一部では、これを国辱的オペラとか、人種差別主義的オペラと非難する向きもあるようですが、きっとそんなことを言う人は実際の音楽は聞いたことがないのかもしれません。(^^;
- 歌劇「ボエーム」より「私の名はミミ」
- 歌劇「ボエーム」より「あなたの愛の呼ぶ声に」
パリに住む若きボヘミヤンたちの悲しくも切ない純愛物語です。
「私の名はミミ」は第1幕の最後に耳が自己紹介代わりに歌うアリアです。
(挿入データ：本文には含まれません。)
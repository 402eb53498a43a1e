//! Output guard: fact-echo and identity/persona validation for generated
//! speech.
//!
//! One `OutputGuard` is owned per conversation (or per test) — the retry
//! counter inside it is turn-sequence state and must never be shared, or one
//! conversation's retries bleed into another's budget. Every check emits a
//! single GUARD-sourced event onto the evaluation bus so the downstream
//! feedback loops (chemistry, trust, budgets) see what happened.

pub mod echo;
pub mod identity;

use crate::bus::{EvaluationBus, EvaluationEvent};
use crate::config::GuardConfig;
use crate::facts::FactSnapshot;
use crate::types::{GuardAction, IssueKind, Source, Stage, Valence};

use serde::{Deserialize, Serialize};

use std::sync::Arc;

/// Fixed fallback returned when the retry budget is exhausted. The original
/// text is discarded entirely — a safe canned line beats automatic surgery
/// on a possibly-still-wrong response.
pub const SOFT_FAIL_RESPONSE: &str =
    "Sorry — I lost my thread for a second there. Give me a moment and ask me again?";

/// Severity recorded on the bus for a clean pass.
const PASS_SEVERITY: f64 = 0.3;

// ---------------------------------------------------------------------------
// Issue and result types
// ---------------------------------------------------------------------------

/// A single content violation found during a check.
#[derive(Debug, Clone, Serialize, Deserialize)]
#[serde(rename_all = "snake_case")]
pub struct GuardIssue {
    pub kind: IssueKind,
    /// The fact key involved, for fact-class issues.
    #[serde(skip_serializing_if = "Option::is_none")]
    pub field: Option<String>,
    #[serde(skip_serializing_if = "Option::is_none")]
    pub expected: Option<String>,
    #[serde(skip_serializing_if = "Option::is_none")]
    pub actual: Option<String>,
    pub severity: f64,
}

/// Outcome of one guard check.
#[derive(Debug, Clone, Serialize, Deserialize)]
#[serde(rename_all = "snake_case")]
pub struct GuardResult {
    pub action: GuardAction,
    pub issues: Vec<GuardIssue>,
    /// The canned replacement text, present only on SOFT_FAIL.
    #[serde(skip_serializing_if = "Option::is_none")]
    pub corrected_response: Option<String>,
    /// The owning guard's cumulative retry counter after this check.
    pub retry_count: u32,
}

impl GuardResult {
    /// A passthrough result used when the kill switch is off.
    pub(crate) fn passthrough() -> Self {
        Self {
            action: GuardAction::Pass,
            issues: Vec::new(),
            corrected_response: None,
            retry_count: 0,
        }
    }
}

// ---------------------------------------------------------------------------
// OutputGuard
// ---------------------------------------------------------------------------

/// Per-conversation output validator with a bounded retry budget.
#[derive(Debug)]
pub struct OutputGuard {
    bus: Arc<EvaluationBus>,
    strict_facts: bool,
    max_retries: u32,
    base_temperature: f64,
    min_temperature: f64,
    retry_count: u32,
}

impl OutputGuard {
    pub fn new(config: &GuardConfig, bus: Arc<EvaluationBus>) -> Self {
        Self {
            bus,
            strict_facts: config.strict_facts,
            max_retries: config.max_retries,
            base_temperature: config.base_temperature,
            min_temperature: config.min_temperature,
            retry_count: 0,
        }
    }

    /// Validate one generated response against the authoritative snapshot.
    ///
    /// Only the user-facing speech surface is inspected; structured
    /// `internal_thought` content is parsed away and never checked. A
    /// fact mutation or identity leak forces RETRY until the budget is
    /// spent, after which the result is SOFT_FAIL with the canned
    /// replacement. A clean PASS resets the retry counter.
    pub fn check(
        &mut self,
        raw_output: &str,
        snapshot: &FactSnapshot,
        persona_name: Option<&str>,
    ) -> GuardResult {
        let output = echo::ModelOutput::parse(raw_output);
        let echo_report = echo::check_fact_echo(snapshot, &output);

        let mut issues = echo_report.issues;
        issues.extend(identity::scan_identity_leaks(&output.speech));
        issues.extend(identity::scan_persona_drift(&output.speech, persona_name));

        let forced = issues.iter().any(|issue| issue.kind.forces_retry());
        // In strict mode a snapshot with facts demands an echo covering the
        // required set; non-strict turns may skip the echo entirely.
        let strict_block = self.strict_facts
            && !snapshot.is_empty()
            && (!echo_report.echo_present || echo_report.missing_required);

        let action = if forced || strict_block {
            self.retry_count += 1;
            if self.retry_count >= self.max_retries {
                GuardAction::SoftFail
            } else {
                GuardAction::Retry
            }
        } else {
            self.retry_count = 0;
            GuardAction::Pass
        };

        let result = GuardResult {
            action,
            corrected_response: (action == GuardAction::SoftFail)
                .then(|| SOFT_FAIL_RESPONSE.to_string()),
            retry_count: self.retry_count,
            issues,
        };

        self.emit(&result);
        result
    }

    /// Sampling temperature for the next inference attempt, decaying with
    /// each retry so regeneration gets progressively more conservative.
    pub fn next_temperature(&self) -> f64 {
        (self.base_temperature - 0.1 * f64::from(self.retry_count)).max(self.min_temperature)
    }

    pub fn retry_count(&self) -> u32 {
        self.retry_count
    }

    /// Clear the retry budget, e.g. at a conversation boundary.
    pub fn reset(&mut self) {
        self.retry_count = 0;
    }

    /// Record this check on the evaluation bus: one event, tagged with the
    /// action taken plus one tag per issue class found.
    fn emit(&self, result: &GuardResult) {
        let mut tags = vec![result.action.tag()];
        for issue in &result.issues {
            let tag = issue.kind.tag();
            if !tags.contains(&tag) {
                tags.push(tag);
            }
        }

        let worst = result
            .issues
            .iter()
            .map(|issue| issue.severity)
            .fold(0.0_f64, f64::max);

        let (severity, valence) = if result.issues.is_empty() && result.action == GuardAction::Pass
        {
            (PASS_SEVERITY, Valence::Positive)
        } else {
            (worst.max(PASS_SEVERITY), Valence::Negative)
        };

        self.bus.emit(EvaluationEvent::new(
            Source::Guard,
            Stage::Guard,
            severity,
            valence,
            tags,
            1.0,
        ));
    }
}

// ---------------------------------------------------------------------------
// Tests
// ---------------------------------------------------------------------------
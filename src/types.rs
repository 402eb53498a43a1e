//! Shared wire-visible types for the guard system.
//!
//! Every enum here serializes exactly as the telemetry consumers expect:
//! sources and stages in SCREAMING_SNAKE_CASE, tags and issue kinds in
//! snake_case. The per-variant constants (`Stage::signal_weight`,
//! `Stage::daily_penalty_cap`) are fixed configuration — their relative
//! ordering is load-bearing for signal aggregation and budget accounting.

use serde::{Deserialize, Serialize};

// ---------------------------------------------------------------------------
// Source
// ---------------------------------------------------------------------------

/// Which subsystem produced an evaluation event.
#[derive(Debug, Clone, Copy, PartialEq, Eq, PartialOrd, Ord, Hash, Serialize, Deserialize)]
#[serde(rename_all = "SCREAMING_SNAKE_CASE")]
pub enum Source {
    Goal,
    Confession,
    Parser,
    Guard,
    User,
}

impl Source {
    /// Parse from a string, defaulting to Guard.
    pub fn from_str_lossy(value: &str) -> Self {
        match value.to_ascii_uppercase().as_str() {
            "GOAL" => Self::Goal,
            "CONFESSION" => Self::Confession,
            "PARSER" => Self::Parser,
            "USER" => Self::User,
            _ => Self::Guard,
        }
    }
}

impl std::fmt::Display for Source {
    fn fmt(&self, f: &mut std::fmt::Formatter<'_>) -> std::fmt::Result {
        match self {
            Self::Goal => write!(f, "GOAL"),
            Self::Confession => write!(f, "CONFESSION"),
            Self::Parser => write!(f, "PARSER"),
            Self::Guard => write!(f, "GUARD"),
            Self::User => write!(f, "USER"),
        }
    }
}

// ---------------------------------------------------------------------------
// Stage
// ---------------------------------------------------------------------------

/// The pipeline layer an evaluation signal originated from.
///
/// The weight ordering encodes a design principle: a user's expressed
/// dissatisfaction is weighted ~7.5x a tool-level hiccup, because tool
/// failures are expected, recoverable noise while user-level signals are
/// ground truth.
#[derive(Debug, Clone, Copy, PartialEq, Eq, PartialOrd, Ord, Hash, Serialize, Deserialize)]
#[serde(rename_all = "SCREAMING_SNAKE_CASE")]
pub enum Stage {
    Tool,
    Router,
    Prism,
    Guard,
    User,
}

impl Stage {
    /// All stages, in weight order.
    pub const ALL: [Stage; 5] = [
        Stage::Tool,
        Stage::Router,
        Stage::Guard,
        Stage::Prism,
        Stage::User,
    ];

    /// Fixed weight applied to signals from this stage during aggregation.
    pub fn signal_weight(&self) -> f64 {
        match self {
            Self::Tool => 0.02,
            Self::Router => 0.03,
            Self::Guard => 0.05,
            Self::Prism => 0.10,
            Self::User => 0.15,
        }
    }

    /// Fixed daily cap on accumulated penalties attributed to this stage.
    pub fn daily_penalty_cap(&self) -> f64 {
        match self {
            Self::Tool => 5.0,
            Self::Router => 8.0,
            Self::Prism => 15.0,
            Self::Guard => 10.0,
            Self::User => 20.0,
        }
    }

    /// Parse from a string, defaulting to Guard.
    pub fn from_str_lossy(value: &str) -> Self {
        match value.to_ascii_uppercase().as_str() {
            "TOOL" => Self::Tool,
            "ROUTER" => Self::Router,
            "PRISM" => Self::Prism,
            "USER" => Self::User,
            _ => Self::Guard,
        }
    }
}

impl std::fmt::Display for Stage {
    fn fmt(&self, f: &mut std::fmt::Formatter<'_>) -> std::fmt::Result {
        match self {
            Self::Tool => write!(f, "TOOL"),
            Self::Router => write!(f, "ROUTER"),
            Self::Prism => write!(f, "PRISM"),
            Self::Guard => write!(f, "GUARD"),
            Self::User => write!(f, "USER"),
        }
    }
}

// ---------------------------------------------------------------------------
// Valence
// ---------------------------------------------------------------------------

/// Direction of an evaluation signal.
#[derive(Debug, Clone, Copy, PartialEq, Eq, Hash, Serialize, Deserialize)]
#[serde(rename_all = "snake_case")]
pub enum Valence {
    Positive,
    Negative,
}

impl Valence {
    /// Sign multiplier used in signal aggregation.
    pub fn sign(&self) -> f64 {
        match self {
            Self::Positive => 1.0,
            Self::Negative => -1.0,
        }
    }
}

impl std::fmt::Display for Valence {
    fn fmt(&self, f: &mut std::fmt::Formatter<'_>) -> std::fmt::Result {
        match self {
            Self::Positive => write!(f, "positive"),
            Self::Negative => write!(f, "negative"),
        }
    }
}

// ---------------------------------------------------------------------------
// Tag
// ---------------------------------------------------------------------------

/// Classification tags attached to evaluation events.
///
/// Guard checks tag their event with the action taken plus one tag per issue
/// class found. `Pass` is always emitted explicitly so that "checked and
/// passed" is distinguishable from "never checked" in the stats.
#[derive(Debug, Clone, Copy, PartialEq, Eq, PartialOrd, Ord, Hash, Serialize, Deserialize)]
#[serde(rename_all = "snake_case")]
pub enum Tag {
    Pass,
    Retry,
    SoftFail,
    HardFail,
    FactMutation,
    FactApproximation,
    IdentityLeak,
    PersonaDrift,
    IdentityContradiction,
}

impl std::fmt::Display for Tag {
    fn fmt(&self, f: &mut std::fmt::Formatter<'_>) -> std::fmt::Result {
        match self {
            Self::Pass => write!(f, "pass"),
            Self::Retry => write!(f, "retry"),
            Self::SoftFail => write!(f, "soft_fail"),
            Self::HardFail => write!(f, "hard_fail"),
            Self::FactMutation => write!(f, "fact_mutation"),
            Self::FactApproximation => write!(f, "fact_approximation"),
            Self::IdentityLeak => write!(f, "identity_leak"),
            Self::PersonaDrift => write!(f, "persona_drift"),
            Self::IdentityContradiction => write!(f, "identity_contradiction"),
        }
    }
}

// ---------------------------------------------------------------------------
// Guard actions
// ---------------------------------------------------------------------------

/// Outcome of a single guard check.
#[derive(Debug, Clone, Copy, PartialEq, Eq, Serialize, Deserialize)]
#[serde(rename_all = "SCREAMING_SNAKE_CASE")]
pub enum GuardAction {
    Pass,
    Retry,
    SoftFail,
    HardFail,
}

impl GuardAction {
    /// The tag recorded on the bus for this action.
    pub fn tag(&self) -> Tag {
        match self {
            Self::Pass => Tag::Pass,
            Self::Retry => Tag::Retry,
            Self::SoftFail => Tag::SoftFail,
            Self::HardFail => Tag::HardFail,
        }
    }
}

impl std::fmt::Display for GuardAction {
    fn fmt(&self, f: &mut std::fmt::Formatter<'_>) -> std::fmt::Result {
        match self {
            Self::Pass => write!(f, "PASS"),
            Self::Retry => write!(f, "RETRY"),
            Self::SoftFail => write!(f, "SOFT_FAIL"),
            Self::HardFail => write!(f, "HARD_FAIL"),
        }
    }
}

// ---------------------------------------------------------------------------
// Issue kinds
// ---------------------------------------------------------------------------

/// Class of a single content violation found by the guard.
#[derive(Debug, Clone, Copy, PartialEq, Eq, Hash, Serialize, Deserialize)]
#[serde(rename_all = "snake_case")]
pub enum IssueKind {
    FactMutation,
    FactApproximation,
    IdentityLeak,
    PersonaDrift,
    IdentityContradiction,
}

impl IssueKind {
    /// Whether this issue class alone forces a RETRY outcome.
    ///
    /// Fact mutation is the single highest-priority failure class; identity
    /// leaks are the second. Drift and approximation issues are recorded but
    /// do not block the response on their own.
    pub fn forces_retry(&self) -> bool {
        matches!(self, Self::FactMutation | Self::IdentityLeak)
    }

    /// The tag recorded on the bus for this issue class.
    pub fn tag(&self) -> Tag {
        match self {
            Self::FactMutation => Tag::FactMutation,
            Self::FactApproximation => Tag::FactApproximation,
            Self::IdentityLeak => Tag::IdentityLeak,
            Self::PersonaDrift => Tag::PersonaDrift,
            Self::IdentityContradiction => Tag::IdentityContradiction,
        }
    }
}

impl std::fmt::Display for IssueKind {
    fn fmt(&self, f: &mut std::fmt::Formatter<'_>) -> std::fmt::Result {
        match self {
            Self::FactMutation => write!(f, "fact_mutation"),
            Self::FactApproximation => write!(f, "fact_approximation"),
            Self::IdentityLeak => write!(f, "identity_leak"),
            Self::PersonaDrift => write!(f, "persona_drift"),
            Self::IdentityContradiction => write!(f, "identity_contradiction"),
        }
    }
}

// ---------------------------------------------------------------------------
// Architecture issues
// ---------------------------------------------------------------------------

/// Class of a systemic anomaly worth human review.
#[derive(Debug, Clone, Copy, PartialEq, Eq, Serialize, Deserialize)]
#[serde(rename_all = "SCREAMING_SNAKE_CASE")]
pub enum ArchitectureIssueKind {
    SourceConflict,
    IntegrationError,
    RepeatedFailure,
}

impl std::fmt::Display for ArchitectureIssueKind {
    fn fmt(&self, f: &mut std::fmt::Formatter<'_>) -> std::fmt::Result {
        match self {
            Self::SourceConflict => write!(f, "SOURCE_CONFLICT"),
            Self::IntegrationError => write!(f, "INTEGRATION_ERROR"),
            Self::RepeatedFailure => write!(f, "REPEATED_FAILURE"),
        }
    }
}

// ---------------------------------------------------------------------------
// Helpers
// ---------------------------------------------------------------------------

/// Clamp a value into `[0.0, 1.0]`.
pub(crate) fn clamp01(value: f64) -> f64 {
    value.clamp(0.0, 1.0)
}

// ---------------------------------------------------------------------------
// Tests
// ---------------------------------------------------------------------------
//! Display enumeration
//!
//! Captured displays arrive as plain rectangles in capture order. GLFW
//! reports its monitors in its own order. The two are reconciled by the
//! monitor's position: a display belongs to the monitor whose origin equals
//! the display's minimum corner. No fuzzy matching, a near miss would put an
//! overlay on the wrong screen.

use regionshot_types::Rect;
use tracing::debug;

use crate::error::RendererError;

/// Information about a connected monitor
#[derive(Debug, Clone, PartialEq, Eq)]
pub struct MonitorInfo {
    /// Human-readable name reported by the window system
    pub name: String,
    /// X position of the monitor in virtual screen space
    pub x: i32,
    /// Y position of the monitor in virtual screen space
    pub y: i32,
    /// Width of the current video mode in pixels
    pub width: u32,
    /// Height of the current video mode in pixels
    pub height: u32,
    pub refresh_rate: u32,
    /// GLFW always lists the primary monitor first
    pub is_primary: bool,
}

impl MonitorInfo {
    /// Bounds of this monitor as a display rectangle
    pub fn rect(&self) -> Rect {
        Rect::new(self.x, self.y, self.width, self.height)
    }
}

/// Describe the monitors GLFW currently knows about
pub(crate) fn describe_monitors(monitors: &[&glfw::Monitor]) -> Vec<MonitorInfo> {
    monitors
        .iter()
        .enumerate()
        .map(|(i, monitor)| {
            let (x, y) = monitor.get_pos();
            let mode = monitor.get_video_mode();
            MonitorInfo {
                name: monitor
                    .get_name()
                    .unwrap_or_else(|| format!("Monitor {}", i + 1)),
                x,
                y,
                width: mode.as_ref().map(|m| m.width).unwrap_or(0),
                height: mode.as_ref().map(|m| m.height).unwrap_or(0),
                refresh_rate: mode.as_ref().map(|m| m.refresh_rate).unwrap_or(0),
                is_primary: i == 0,
            }
        })
        .collect()
}

/// Map every display to the index of the monitor at its origin.
///
/// The result is aligned with `displays`. Fails on the first display without
/// a monitor at its origin.
pub fn match_monitors(
    displays: &[Rect],
    monitor_origins: &[(i32, i32)],
) -> Result<Vec<usize>, RendererError> {
    displays
        .iter()
        .enumerate()
        .map(|(index, display)| {
            let origin = display.min();
            let monitor = monitor_origins
                .iter()
                .position(|&o| o == origin)
                .ok_or(RendererError::MonitorMismatch {
                    index,
                    x: origin.0,
                    y: origin.1,
                })?;
            debug!(display = index, monitor, x = origin.0, y = origin.1, "matched monitor");
            Ok(monitor)
        })
        .collect()
}

#[cfg(test)]
mod tests {
    use super::*;

    #[test]
    fn test_matches_in_display_order() {
        let displays = [
            Rect::new(1920, 0, 1920, 1080),
            Rect::new(0, 0, 1920, 1080),
        ];
        let monitors = [(0, 0), (1920, 0)];
        assert_eq!(match_monitors(&displays, &monitors).unwrap(), vec![1, 0]);
    }

    #[test]
    fn test_negative_origins() {
        let displays = [
            Rect::new(0, 0, 2560, 1440),
            Rect::new(-1280, -200, 1280, 1024),
        ];
        let monitors = [(-1280, -200), (0, 0)];
        assert_eq!(match_monitors(&displays, &monitors).unwrap(), vec![1, 0]);
    }

    #[test]
    fn test_extra_monitors_are_ignored() {
        let displays = [Rect::new(0, 0, 1920, 1080)];
        let monitors = [(3840, 0), (1920, 0), (0, 0)];
        assert_eq!(match_monitors(&displays, &monitors).unwrap(), vec![2]);
    }

    #[test]
    fn test_first_missing_display_fails() {
        let displays = [
            Rect::new(0, 0, 1920, 1080),
            Rect::new(1920, 0, 1920, 1080),
            Rect::new(3840, 0, 1920, 1080),
        ];
        // Second display has no monitor; third is also missing but never reached
        let monitors = [(0, 0)];
        match match_monitors(&displays, &monitors) {
            Err(RendererError::MonitorMismatch { index, x, y }) => {
                assert_eq!((index, x, y), (1, 1920, 0));
            }
            other => panic!("expected monitor mismatch, got {:?}", other),
        }
    }

    #[test]
    fn test_near_miss_is_not_a_match() {
        let displays = [Rect::new(1920, 0, 1920, 1080)];
        let monitors = [(1919, 0), (1920, 1)];
        assert!(matches!(
            match_monitors(&displays, &monitors),
            Err(RendererError::MonitorMismatch { index: 0, .. })
        ));
    }

    #[test]
    fn test_monitor_info_rect() {
        let info = MonitorInfo {
            name: "DP-1".to_string(),
            x: -1920,
            y: 0,
            width: 1920,
            height: 1200,
            refresh_rate: 60,
            is_primary: false,
        };
        assert_eq!(info.rect(), Rect::new(-1920, 0, 1920, 1200));
    }
}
続く「あなたの愛の呼ぶ声に」は自分事を思うがゆえに別れを切り出した恋人への返歌です。
- 歌劇「修道女アンジェリカ」より「母さんもなしに坊やは死んだのね」
親の許さぬ結婚で子どもを身ごもってしまったために修道院におくられたアンジェリカの物語。
「母さんもなしに坊やは死んだのね」はその子どもが既に亡くなったことを知らされたアンジェリカが絶望の中で歌うアリア。
- 歌劇「ジャンニ・スキッキ」より「私のいとしいお父さん」
大富豪の遺産を巡る親戚間の騒動と、若い男女の恋を絡ませた一幕の喜劇です。
「私のいとしいお父さん」は今さら何の説明も必要としないほどに有名なアリアです。「私のいとしいお父様 あの方がとても好きなの これからポルタロッサへ指輪を買いに行くわ」というアホウみたいな歌詞ですが音楽は夢見るように美しい!!
- 歌劇「トゥーランドット」より「お聞き下さい王子さま」
- 歌劇「トゥーランドット」より「この宮殿の中で」
- 歌劇「トゥーランドット」より「氷のような姫君の心も」
荒川静香がこれで金メダルを取ったのですっかり有名になったオペラです。絶世の美女でありながら氷のように冷たく残忍な姫君と、そんな彼女に命がけで求婚する異国の王子の一大スペクタクルお伽噺です。
「お聞き下さい王子さま」は王子に使える可憐な女奴隷リュウのアリアです。リュウの可憐な性格と王子への恋心があふれ出す清冽なアリアであり、おそらくはプッチーニが書いた最も美しいメロディの一つでだと言い切れます。
「この宮殿の中で」はいよいよ姿を現したトゥーランドット姫の最初のアリア。超高難度のアリアとして有名です。
「氷のような姫君の心も」は死を覚悟したリュウの最後のアリアです。王子カフカのために死を選ぶ自己犠牲の悲劇が聞くものの涙を誘います。
こうしてみると、プッチーニって儚くもか弱い女性の悲恋の物語を書き続けた一生だったんですね。
マリア・カラス 全盛期の記録
プッチーニのアリア集などと言うものはそれこそ掃いて捨てるほど、言葉をかえれば「星の屑」ほどこの世に存在します。もちろん、屑ではないアリア集もたくさん存在するのですが、そんな数多あるアリア集の全てはこの録音の前にひれ伏します。
カラスの声はいわゆる「美声」とはほど遠いものです。「美声」と言えば、同じ時代にスカラ座の人気を二分したテバルディこそが典型です。
しかし、歌にこもる情念と言うことで言えば、まさにカラスの前にカラスなし、カラスの後にカラスなしという、絶対的な高みに達しています。その凄味の中味はと言えば、何と言っても一つ一つの言葉に込められたニュアンスの絶妙さでしょうか。おそらく、カラスという歌手の出現によって、オペラは初めて「歌合戦」から「演劇」へと変身したように思います。
ですから、歌われる場面がドラマティックであればあるほどに彼女の能力はフルに発揮されます。そして、もう一つ付けくわえておけば、「私の名はミミ」や「私のいとしいお父さん」を可愛らしく歌ったと思えば、氷のようなトゥーランドットも平気でこなせるのです。
それともう一つ凄いのはしわがれて重たい声で(一般的には悪声と言われながら)苦もなく高音域へと駆け上がっていくことです。それは、ほんの数年しかなかったと言われるカラスの全盛期を特徴づけるものですが、それこまさに「奇跡」としか言いようのないものです。
そして、そのような声の威力を持っていた絶頂期のカラスの凄さがここには刻印されているのです。
それともう一つ、セラフィムのバックは見事としか言いようがありません。このサポートがあってこそ、カラスは己の能力をフルに発揮できていることがよく分かります。